((
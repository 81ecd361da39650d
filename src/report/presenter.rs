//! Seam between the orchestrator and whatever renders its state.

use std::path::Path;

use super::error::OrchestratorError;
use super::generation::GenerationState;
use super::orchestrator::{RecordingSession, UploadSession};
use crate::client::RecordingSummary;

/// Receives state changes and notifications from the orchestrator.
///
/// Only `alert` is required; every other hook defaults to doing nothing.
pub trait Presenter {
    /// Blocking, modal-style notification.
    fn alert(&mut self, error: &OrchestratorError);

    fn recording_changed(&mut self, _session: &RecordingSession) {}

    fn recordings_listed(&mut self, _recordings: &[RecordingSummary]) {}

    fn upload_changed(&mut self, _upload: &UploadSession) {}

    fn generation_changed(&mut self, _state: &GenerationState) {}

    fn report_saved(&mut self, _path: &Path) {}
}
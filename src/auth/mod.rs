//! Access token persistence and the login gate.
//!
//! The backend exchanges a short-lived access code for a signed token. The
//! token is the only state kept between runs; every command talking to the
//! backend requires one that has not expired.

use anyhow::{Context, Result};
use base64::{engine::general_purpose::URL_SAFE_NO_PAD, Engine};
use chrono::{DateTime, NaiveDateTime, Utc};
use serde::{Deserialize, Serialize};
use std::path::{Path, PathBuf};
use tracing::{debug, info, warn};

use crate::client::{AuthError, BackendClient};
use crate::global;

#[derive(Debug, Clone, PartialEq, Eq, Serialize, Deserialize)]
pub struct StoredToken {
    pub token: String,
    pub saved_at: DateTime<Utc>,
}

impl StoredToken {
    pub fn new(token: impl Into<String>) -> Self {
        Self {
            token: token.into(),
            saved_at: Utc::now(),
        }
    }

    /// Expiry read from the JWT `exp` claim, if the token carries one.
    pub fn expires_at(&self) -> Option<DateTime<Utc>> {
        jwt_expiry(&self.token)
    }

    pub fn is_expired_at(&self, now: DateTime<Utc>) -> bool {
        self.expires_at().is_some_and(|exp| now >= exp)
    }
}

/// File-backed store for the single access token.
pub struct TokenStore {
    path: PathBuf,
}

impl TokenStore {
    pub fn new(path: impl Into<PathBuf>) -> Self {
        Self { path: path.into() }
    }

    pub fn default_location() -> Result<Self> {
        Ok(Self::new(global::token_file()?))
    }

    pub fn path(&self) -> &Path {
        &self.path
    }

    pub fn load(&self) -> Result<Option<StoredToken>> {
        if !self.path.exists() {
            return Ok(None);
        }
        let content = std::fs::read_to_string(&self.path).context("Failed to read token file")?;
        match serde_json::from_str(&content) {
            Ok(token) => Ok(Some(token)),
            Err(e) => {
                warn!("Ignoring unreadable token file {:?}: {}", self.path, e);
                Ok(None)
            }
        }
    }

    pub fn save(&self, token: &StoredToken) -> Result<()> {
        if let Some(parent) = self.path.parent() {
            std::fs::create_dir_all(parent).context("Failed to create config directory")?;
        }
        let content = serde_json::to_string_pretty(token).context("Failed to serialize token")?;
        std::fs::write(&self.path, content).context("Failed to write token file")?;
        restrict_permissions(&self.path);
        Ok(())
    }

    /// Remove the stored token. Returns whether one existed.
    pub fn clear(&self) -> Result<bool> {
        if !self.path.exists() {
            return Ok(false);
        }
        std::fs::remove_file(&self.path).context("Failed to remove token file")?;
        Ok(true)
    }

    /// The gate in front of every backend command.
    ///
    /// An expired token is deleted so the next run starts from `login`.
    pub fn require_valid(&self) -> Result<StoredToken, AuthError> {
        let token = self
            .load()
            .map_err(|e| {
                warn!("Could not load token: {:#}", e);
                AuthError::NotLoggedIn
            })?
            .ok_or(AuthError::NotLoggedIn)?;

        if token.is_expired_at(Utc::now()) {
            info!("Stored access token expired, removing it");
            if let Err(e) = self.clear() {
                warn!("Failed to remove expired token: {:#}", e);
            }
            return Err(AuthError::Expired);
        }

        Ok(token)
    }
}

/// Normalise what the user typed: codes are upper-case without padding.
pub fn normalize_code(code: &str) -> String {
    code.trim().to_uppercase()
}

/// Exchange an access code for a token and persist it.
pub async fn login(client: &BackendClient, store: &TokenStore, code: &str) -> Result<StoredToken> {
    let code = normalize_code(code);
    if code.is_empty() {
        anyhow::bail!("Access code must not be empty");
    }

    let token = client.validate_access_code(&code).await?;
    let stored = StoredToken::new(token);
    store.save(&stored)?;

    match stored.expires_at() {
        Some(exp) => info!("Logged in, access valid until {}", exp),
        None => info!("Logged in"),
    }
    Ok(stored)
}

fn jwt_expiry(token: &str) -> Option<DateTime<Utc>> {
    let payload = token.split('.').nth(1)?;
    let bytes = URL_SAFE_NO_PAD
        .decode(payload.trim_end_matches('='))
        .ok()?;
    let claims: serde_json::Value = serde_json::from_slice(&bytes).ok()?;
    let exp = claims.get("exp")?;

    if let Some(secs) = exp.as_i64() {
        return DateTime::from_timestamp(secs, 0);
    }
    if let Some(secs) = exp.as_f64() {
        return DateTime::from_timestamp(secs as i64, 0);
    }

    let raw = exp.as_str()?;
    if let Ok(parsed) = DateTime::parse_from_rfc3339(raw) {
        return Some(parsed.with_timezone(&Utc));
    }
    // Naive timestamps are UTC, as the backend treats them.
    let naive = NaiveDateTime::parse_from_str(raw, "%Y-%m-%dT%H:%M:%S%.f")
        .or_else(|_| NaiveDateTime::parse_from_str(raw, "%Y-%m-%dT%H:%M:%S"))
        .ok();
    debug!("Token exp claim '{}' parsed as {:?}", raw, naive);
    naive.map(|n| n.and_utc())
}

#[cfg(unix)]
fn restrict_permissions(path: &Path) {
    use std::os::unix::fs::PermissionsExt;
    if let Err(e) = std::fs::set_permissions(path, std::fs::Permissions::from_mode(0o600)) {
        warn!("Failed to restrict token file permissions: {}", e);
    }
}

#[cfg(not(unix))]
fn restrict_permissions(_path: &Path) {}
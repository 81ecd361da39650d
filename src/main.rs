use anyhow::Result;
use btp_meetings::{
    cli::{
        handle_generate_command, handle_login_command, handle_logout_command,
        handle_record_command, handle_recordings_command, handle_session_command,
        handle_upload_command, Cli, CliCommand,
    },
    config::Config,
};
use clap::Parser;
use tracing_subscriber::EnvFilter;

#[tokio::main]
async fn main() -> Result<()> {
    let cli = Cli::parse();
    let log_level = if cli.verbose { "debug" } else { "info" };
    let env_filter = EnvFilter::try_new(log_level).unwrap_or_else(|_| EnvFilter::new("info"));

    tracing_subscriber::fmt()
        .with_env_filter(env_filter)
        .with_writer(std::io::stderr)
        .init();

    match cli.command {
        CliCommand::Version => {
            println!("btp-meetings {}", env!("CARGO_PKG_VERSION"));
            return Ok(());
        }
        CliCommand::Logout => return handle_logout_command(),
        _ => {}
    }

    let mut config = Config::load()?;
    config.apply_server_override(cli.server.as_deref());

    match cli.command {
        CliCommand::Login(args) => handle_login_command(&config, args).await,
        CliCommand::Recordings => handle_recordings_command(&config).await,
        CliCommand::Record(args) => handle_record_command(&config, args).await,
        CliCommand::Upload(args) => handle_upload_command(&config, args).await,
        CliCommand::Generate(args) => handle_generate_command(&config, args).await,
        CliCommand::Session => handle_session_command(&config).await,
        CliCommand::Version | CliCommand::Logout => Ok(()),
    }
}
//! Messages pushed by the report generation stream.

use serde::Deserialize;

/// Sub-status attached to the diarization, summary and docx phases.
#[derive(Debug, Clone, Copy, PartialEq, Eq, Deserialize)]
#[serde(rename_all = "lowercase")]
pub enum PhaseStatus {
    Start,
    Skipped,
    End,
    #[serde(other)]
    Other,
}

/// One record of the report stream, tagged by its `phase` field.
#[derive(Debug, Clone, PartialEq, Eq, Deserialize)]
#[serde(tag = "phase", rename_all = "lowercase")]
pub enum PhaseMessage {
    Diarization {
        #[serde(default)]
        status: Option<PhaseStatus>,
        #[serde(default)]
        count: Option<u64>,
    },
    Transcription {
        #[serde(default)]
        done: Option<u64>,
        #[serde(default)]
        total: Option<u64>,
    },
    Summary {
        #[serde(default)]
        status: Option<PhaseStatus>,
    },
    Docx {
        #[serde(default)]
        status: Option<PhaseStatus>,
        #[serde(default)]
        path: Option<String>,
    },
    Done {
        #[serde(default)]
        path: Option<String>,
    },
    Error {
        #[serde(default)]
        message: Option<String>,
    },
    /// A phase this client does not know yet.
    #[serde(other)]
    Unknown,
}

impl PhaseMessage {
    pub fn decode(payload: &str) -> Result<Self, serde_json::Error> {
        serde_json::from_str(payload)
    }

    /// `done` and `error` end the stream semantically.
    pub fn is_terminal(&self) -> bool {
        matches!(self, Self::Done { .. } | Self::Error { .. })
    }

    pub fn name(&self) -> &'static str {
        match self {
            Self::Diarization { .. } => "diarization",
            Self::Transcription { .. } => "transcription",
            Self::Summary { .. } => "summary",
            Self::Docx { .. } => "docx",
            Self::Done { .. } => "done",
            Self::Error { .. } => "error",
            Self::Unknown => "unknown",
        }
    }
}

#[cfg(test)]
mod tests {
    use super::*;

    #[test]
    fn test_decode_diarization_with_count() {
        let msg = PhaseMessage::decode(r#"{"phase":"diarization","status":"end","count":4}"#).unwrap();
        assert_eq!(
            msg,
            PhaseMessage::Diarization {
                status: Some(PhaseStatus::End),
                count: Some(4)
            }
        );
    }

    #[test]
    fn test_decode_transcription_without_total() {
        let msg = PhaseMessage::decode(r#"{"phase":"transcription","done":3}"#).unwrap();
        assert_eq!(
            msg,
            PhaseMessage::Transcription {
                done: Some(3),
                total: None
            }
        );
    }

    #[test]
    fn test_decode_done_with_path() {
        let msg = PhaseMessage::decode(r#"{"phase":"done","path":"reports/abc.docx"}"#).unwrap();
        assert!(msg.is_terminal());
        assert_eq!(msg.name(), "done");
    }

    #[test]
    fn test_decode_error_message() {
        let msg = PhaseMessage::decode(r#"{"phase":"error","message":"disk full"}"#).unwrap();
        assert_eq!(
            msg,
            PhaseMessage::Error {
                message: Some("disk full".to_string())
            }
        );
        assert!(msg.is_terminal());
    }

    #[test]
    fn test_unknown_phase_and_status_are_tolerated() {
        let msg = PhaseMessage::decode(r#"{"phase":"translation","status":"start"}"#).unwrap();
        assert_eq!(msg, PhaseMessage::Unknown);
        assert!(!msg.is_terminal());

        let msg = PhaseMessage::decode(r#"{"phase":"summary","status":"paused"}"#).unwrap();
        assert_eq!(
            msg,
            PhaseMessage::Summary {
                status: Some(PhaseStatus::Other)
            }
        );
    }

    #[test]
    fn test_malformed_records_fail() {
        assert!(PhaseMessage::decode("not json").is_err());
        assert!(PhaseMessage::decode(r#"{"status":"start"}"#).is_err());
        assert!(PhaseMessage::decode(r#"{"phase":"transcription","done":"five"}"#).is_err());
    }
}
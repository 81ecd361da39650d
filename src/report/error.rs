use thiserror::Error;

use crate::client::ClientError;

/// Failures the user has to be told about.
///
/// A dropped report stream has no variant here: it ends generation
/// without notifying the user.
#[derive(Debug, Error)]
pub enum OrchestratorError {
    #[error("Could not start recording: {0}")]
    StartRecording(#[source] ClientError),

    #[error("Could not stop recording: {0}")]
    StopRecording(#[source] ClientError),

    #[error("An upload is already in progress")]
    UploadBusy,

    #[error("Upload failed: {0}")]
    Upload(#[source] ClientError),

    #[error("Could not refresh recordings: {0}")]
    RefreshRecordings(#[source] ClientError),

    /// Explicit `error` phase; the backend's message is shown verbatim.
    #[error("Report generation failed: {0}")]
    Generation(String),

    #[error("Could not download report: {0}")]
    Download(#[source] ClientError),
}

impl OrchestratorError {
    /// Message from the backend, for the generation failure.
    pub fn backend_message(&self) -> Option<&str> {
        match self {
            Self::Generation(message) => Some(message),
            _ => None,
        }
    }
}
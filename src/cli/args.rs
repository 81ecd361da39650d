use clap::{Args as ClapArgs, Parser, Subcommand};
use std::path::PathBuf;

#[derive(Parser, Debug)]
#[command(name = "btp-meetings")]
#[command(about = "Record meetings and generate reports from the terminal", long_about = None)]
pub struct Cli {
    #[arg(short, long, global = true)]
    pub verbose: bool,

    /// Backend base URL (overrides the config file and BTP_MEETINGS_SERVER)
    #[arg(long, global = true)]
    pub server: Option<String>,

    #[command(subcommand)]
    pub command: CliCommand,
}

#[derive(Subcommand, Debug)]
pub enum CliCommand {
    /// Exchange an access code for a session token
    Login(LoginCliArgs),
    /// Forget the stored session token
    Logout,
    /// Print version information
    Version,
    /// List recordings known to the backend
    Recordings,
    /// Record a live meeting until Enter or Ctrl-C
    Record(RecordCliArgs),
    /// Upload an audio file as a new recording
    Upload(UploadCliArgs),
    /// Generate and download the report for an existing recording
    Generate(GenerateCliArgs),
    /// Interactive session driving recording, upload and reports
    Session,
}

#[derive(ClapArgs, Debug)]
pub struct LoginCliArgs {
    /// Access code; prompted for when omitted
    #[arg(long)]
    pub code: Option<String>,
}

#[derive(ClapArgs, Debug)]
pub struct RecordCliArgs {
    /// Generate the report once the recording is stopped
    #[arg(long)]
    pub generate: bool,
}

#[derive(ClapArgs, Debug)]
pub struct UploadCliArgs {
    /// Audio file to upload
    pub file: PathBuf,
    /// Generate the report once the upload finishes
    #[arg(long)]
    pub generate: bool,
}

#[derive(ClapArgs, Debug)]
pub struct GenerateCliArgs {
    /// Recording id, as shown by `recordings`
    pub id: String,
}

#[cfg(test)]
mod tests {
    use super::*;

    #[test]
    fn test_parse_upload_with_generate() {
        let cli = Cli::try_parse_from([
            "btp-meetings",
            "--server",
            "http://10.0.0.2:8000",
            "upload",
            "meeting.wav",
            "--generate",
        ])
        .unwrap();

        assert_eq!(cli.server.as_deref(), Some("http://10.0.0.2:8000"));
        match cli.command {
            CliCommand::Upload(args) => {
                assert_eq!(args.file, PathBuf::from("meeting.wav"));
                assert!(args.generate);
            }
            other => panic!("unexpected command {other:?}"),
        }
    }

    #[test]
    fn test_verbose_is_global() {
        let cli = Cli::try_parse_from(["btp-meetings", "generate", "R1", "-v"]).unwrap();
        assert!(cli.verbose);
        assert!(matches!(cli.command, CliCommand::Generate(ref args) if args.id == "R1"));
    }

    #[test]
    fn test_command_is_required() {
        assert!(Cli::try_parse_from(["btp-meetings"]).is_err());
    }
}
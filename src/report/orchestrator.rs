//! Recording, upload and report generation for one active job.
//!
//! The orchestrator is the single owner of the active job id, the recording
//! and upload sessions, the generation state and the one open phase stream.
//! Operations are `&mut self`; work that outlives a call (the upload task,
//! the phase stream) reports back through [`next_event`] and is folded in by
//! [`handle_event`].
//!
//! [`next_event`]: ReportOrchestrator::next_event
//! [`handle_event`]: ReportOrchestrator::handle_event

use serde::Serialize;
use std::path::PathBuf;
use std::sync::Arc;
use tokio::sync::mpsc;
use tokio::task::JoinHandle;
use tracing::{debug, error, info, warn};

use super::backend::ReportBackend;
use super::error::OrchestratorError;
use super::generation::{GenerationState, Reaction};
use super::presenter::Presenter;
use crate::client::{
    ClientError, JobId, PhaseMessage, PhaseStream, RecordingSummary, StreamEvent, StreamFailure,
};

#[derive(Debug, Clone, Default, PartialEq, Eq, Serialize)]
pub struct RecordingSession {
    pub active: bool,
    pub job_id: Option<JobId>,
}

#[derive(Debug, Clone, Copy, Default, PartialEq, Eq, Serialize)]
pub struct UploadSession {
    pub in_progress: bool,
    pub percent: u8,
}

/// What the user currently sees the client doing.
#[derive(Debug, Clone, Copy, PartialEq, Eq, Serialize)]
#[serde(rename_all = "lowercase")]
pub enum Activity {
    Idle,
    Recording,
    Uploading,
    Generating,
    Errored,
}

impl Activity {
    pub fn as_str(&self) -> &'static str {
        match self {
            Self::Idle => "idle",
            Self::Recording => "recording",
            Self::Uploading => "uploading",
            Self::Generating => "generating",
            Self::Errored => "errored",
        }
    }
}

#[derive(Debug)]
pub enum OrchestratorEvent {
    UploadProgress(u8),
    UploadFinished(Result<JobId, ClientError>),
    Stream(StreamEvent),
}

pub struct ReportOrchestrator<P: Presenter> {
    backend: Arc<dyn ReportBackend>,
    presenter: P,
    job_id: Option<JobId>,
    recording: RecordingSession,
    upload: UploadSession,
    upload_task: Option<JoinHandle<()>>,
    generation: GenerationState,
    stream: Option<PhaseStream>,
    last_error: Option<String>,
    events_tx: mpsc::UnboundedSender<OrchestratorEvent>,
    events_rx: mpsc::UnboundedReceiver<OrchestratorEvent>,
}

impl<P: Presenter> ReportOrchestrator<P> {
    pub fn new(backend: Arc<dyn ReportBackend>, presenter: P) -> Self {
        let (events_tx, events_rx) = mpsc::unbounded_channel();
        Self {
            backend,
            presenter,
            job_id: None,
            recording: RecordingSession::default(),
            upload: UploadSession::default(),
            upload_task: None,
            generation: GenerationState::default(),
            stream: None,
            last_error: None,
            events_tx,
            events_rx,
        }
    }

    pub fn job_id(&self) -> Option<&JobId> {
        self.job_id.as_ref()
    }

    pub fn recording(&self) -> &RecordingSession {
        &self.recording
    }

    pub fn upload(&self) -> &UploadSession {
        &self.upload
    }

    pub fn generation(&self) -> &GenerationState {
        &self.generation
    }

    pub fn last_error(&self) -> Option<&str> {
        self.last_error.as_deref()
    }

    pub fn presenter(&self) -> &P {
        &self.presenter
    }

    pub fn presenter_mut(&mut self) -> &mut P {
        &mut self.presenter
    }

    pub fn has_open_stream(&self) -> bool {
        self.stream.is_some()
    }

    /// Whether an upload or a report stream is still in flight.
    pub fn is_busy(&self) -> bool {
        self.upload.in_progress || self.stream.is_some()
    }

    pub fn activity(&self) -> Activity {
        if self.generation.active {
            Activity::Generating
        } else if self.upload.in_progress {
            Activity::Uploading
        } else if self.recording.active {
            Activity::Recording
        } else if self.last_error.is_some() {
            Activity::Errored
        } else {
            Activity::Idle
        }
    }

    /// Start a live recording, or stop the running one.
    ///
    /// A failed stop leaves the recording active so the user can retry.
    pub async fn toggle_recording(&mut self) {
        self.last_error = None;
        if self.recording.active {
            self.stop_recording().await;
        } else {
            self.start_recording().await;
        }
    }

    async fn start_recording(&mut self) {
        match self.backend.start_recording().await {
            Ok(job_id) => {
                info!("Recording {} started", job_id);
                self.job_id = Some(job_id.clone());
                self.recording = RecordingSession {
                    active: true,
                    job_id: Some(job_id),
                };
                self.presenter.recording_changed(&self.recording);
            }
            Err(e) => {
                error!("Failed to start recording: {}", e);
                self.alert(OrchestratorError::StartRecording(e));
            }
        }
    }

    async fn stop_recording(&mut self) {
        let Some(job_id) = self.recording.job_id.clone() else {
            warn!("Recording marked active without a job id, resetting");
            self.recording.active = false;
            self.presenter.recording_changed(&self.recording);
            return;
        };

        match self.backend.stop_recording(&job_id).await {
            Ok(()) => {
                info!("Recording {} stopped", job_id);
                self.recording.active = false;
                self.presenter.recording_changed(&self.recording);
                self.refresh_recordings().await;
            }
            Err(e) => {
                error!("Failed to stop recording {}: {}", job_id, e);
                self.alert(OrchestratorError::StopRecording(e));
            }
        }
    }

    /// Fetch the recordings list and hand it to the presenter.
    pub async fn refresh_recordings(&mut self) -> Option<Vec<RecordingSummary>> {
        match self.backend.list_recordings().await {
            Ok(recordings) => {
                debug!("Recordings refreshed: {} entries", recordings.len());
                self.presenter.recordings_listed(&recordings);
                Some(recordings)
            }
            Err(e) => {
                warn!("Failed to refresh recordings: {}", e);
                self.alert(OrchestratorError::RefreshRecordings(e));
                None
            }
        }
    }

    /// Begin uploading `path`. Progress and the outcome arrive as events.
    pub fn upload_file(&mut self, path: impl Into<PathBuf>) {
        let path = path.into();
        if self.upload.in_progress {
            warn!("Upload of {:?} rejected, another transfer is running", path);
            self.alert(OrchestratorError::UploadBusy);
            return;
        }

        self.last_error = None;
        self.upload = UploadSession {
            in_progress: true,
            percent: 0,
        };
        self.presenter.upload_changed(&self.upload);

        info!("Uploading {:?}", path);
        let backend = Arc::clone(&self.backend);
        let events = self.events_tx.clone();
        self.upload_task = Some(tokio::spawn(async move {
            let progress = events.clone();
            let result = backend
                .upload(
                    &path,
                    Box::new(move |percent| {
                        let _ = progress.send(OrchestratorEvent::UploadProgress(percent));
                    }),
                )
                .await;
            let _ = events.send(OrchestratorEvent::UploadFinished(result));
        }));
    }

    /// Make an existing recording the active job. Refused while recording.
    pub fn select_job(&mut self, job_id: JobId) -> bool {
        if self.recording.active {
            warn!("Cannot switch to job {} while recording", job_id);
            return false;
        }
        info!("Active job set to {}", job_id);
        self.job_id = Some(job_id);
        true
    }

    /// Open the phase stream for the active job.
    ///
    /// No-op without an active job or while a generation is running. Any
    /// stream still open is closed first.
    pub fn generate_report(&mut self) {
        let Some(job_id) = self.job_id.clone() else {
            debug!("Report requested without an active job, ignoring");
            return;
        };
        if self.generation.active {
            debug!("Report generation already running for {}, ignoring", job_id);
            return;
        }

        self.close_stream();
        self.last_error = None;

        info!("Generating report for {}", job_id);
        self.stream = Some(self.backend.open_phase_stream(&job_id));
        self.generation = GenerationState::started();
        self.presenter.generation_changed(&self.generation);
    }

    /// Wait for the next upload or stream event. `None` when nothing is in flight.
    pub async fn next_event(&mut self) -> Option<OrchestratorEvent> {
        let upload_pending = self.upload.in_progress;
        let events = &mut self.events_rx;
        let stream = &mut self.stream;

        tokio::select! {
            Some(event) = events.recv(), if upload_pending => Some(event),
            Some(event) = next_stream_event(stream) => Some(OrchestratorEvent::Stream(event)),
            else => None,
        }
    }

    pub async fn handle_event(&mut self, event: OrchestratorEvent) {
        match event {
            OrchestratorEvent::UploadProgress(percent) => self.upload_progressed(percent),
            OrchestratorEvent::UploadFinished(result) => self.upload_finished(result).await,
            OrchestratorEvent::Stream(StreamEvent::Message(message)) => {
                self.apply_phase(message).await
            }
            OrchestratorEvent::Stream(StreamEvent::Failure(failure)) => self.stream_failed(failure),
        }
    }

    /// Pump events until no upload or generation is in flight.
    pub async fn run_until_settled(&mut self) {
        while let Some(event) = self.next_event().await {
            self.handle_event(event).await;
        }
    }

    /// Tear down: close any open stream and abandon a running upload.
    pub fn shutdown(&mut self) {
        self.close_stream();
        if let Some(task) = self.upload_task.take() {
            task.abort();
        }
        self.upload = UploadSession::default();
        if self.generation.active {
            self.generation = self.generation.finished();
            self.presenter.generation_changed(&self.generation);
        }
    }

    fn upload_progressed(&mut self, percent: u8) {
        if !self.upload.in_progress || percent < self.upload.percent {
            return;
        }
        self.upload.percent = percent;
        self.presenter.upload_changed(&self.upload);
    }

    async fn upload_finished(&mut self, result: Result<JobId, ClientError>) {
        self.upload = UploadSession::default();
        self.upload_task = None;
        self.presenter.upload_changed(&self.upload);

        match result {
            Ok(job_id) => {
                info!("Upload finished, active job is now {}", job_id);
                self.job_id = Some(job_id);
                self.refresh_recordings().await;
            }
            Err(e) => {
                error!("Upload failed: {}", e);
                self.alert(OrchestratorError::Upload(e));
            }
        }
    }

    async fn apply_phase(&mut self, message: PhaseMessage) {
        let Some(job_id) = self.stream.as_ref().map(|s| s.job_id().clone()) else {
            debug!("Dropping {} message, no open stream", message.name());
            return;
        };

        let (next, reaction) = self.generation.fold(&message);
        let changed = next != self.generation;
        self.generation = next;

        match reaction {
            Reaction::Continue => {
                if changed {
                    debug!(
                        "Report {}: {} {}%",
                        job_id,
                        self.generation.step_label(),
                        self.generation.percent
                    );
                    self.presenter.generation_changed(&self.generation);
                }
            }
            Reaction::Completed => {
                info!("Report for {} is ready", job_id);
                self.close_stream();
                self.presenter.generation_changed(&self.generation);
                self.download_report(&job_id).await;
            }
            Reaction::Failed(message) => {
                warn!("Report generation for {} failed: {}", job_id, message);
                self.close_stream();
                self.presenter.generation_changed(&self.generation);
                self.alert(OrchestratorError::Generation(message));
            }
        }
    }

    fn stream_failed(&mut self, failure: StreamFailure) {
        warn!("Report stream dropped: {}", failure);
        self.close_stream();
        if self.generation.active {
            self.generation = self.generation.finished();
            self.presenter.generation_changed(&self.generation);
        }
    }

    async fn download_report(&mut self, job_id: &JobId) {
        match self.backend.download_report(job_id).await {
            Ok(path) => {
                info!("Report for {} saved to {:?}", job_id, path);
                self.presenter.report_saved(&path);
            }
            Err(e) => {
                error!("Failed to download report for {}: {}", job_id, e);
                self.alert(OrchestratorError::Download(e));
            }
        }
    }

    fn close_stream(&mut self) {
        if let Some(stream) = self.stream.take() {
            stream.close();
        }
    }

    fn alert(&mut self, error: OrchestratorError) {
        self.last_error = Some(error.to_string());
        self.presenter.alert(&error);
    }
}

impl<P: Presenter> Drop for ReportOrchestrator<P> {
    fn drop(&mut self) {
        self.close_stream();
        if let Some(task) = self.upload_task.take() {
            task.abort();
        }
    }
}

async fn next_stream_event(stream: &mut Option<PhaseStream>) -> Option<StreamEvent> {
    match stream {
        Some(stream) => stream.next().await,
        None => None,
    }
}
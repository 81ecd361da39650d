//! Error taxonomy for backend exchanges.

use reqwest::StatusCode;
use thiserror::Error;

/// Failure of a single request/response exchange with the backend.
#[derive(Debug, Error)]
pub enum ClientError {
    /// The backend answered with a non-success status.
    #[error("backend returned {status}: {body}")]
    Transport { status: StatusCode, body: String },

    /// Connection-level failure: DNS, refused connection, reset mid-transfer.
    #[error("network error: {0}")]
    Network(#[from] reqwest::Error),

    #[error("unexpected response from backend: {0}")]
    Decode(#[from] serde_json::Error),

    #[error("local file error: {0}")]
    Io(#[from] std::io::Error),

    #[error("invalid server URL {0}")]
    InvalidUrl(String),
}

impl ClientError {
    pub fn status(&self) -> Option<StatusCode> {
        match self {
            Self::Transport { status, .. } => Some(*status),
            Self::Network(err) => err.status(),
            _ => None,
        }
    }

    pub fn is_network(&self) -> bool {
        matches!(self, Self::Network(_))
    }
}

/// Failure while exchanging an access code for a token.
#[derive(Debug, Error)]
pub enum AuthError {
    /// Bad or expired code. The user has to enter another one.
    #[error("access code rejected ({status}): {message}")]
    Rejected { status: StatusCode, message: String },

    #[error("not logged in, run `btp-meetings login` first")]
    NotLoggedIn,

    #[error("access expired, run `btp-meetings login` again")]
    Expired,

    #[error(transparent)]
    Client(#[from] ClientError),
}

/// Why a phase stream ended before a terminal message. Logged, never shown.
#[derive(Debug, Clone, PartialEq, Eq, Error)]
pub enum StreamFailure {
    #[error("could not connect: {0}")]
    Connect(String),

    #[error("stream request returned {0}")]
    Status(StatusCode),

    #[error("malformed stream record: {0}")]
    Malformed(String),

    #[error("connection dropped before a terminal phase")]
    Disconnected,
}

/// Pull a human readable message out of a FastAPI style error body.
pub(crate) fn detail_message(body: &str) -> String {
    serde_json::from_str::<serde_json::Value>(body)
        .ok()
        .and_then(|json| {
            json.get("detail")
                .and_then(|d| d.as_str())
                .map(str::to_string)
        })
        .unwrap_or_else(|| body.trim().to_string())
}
))
> _TASK PROMPT_
Going line by line through the listing above, count those that contain "parsed" and give only the result.

> _OUTPUT BELOW_
3